use std::future::Future;
use std::path::{Path, PathBuf};

use chrono::{DateTime, Utc};

use crate::error::AppError;
use crate::models::{LoadedDataset, RawRecord, Snapshot, SummarizedRecord};

/// Fetches raw HTML content from a URL.
pub trait Fetcher: Send + Sync + Clone {
    fn fetch(&self, url: &str) -> impl Future<Output = Result<String, AppError>> + Send;
}

/// The external summarization capability.
///
/// A pure function of the record content: the same input always produces
/// an equivalent summary, so retries are safe. May fail or time out.
pub trait Summarizer: Send + Sync + Clone {
    fn summarize(
        &self,
        title: &str,
        date: &str,
        content: &str,
    ) -> impl Future<Output = Result<String, AppError>> + Send;
}

/// Persists the append-only raw dataset.
pub trait DatasetStore: Send + Sync + Clone {
    /// Load the current dataset along with its on-disk fingerprint.
    fn load(&self) -> Result<LoadedDataset, AppError>;

    /// Write the merged dataset, verifying first that the file on disk
    /// still matches `expected_fingerprint` (None = file must not exist).
    ///
    /// Returns `AppError::StoreConflict` when another run wrote in between.
    fn commit(
        &self,
        records: &[RawRecord],
        expected_fingerprint: Option<&str>,
    ) -> Result<(), AppError>;
}

/// Persists immutable, timestamped snapshot artifacts.
pub trait SnapshotStore: Send + Sync + Clone {
    /// The most recent snapshot, by timestamp, or None if none exists yet.
    fn latest(&self) -> Result<Option<Snapshot>, AppError>;

    /// Write a new snapshot artifact stamped with `written_at`.
    ///
    /// Never overwrites: refuses if an artifact with the same identity
    /// already exists. Returns the path of the new artifact.
    fn write(
        &self,
        records: &[SummarizedRecord],
        written_at: DateTime<Utc>,
    ) -> Result<PathBuf, AppError>;
}

/// The fixed public path the presentation layer reads.
pub trait PublicTarget: Send + Sync + Clone {
    /// The records currently published, or None if nothing was published yet.
    fn current(&self) -> Result<Option<Vec<SummarizedRecord>>, AppError>;

    /// Replace the published copy with a verbatim copy of `snapshot`.
    fn replace_with(&self, snapshot: &Path) -> Result<(), AppError>;
}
# # # #
#### [What to produce]
Every line from the start of the material above through the line that contains "pub trait SnapshotStore: Send" must be written out exactly, with both ends included.

#### [Response box]
use std::future::Future;
use std::path::{Path, PathBuf};

use chrono::{DateTime, Utc};

use crate::error::AppError;
use crate::models::{LoadedDataset, RawRecord, Snapshot, SummarizedRecord};

/// Fetches raw HTML content from a URL.
pub trait Fetcher: Send + Sync + Clone {
    fn fetch(&self, url: &str) -> impl Future<Output = Result<String, AppError>> + Send;
}

/// The external summarization capability.
///
/// A pure function of the record content: the same input always produces
/// an equivalent summary, so retries are safe. May fail or time out.
pub trait Summarizer: Send + Sync + Clone {
    fn summarize(
        &self,
        title: &str,
        date: &str,
        content: &str,
    ) -> impl Future<Output = Result<String, AppError>> + Send;
}

/// Persists the append-only raw dataset.
pub trait DatasetStore: Send + Sync + Clone {
    /// Load the current dataset along with its on-disk fingerprint.
    fn load(&self) -> Result<LoadedDataset, AppError>;

    /// Write the merged dataset, verifying first that the file on disk
    /// still matches `expected_fingerprint` (None = file must not exist).
    ///
    /// Returns `AppError::StoreConflict` when another run wrote in between.
    fn commit(
        &self,
        records: &[RawRecord],
        expected_fingerprint: Option<&str>,
    ) -> Result<(), AppError>;
}

/// Persists immutable, timestamped snapshot artifacts.
pub trait SnapshotStore: Send + Sync + Clone {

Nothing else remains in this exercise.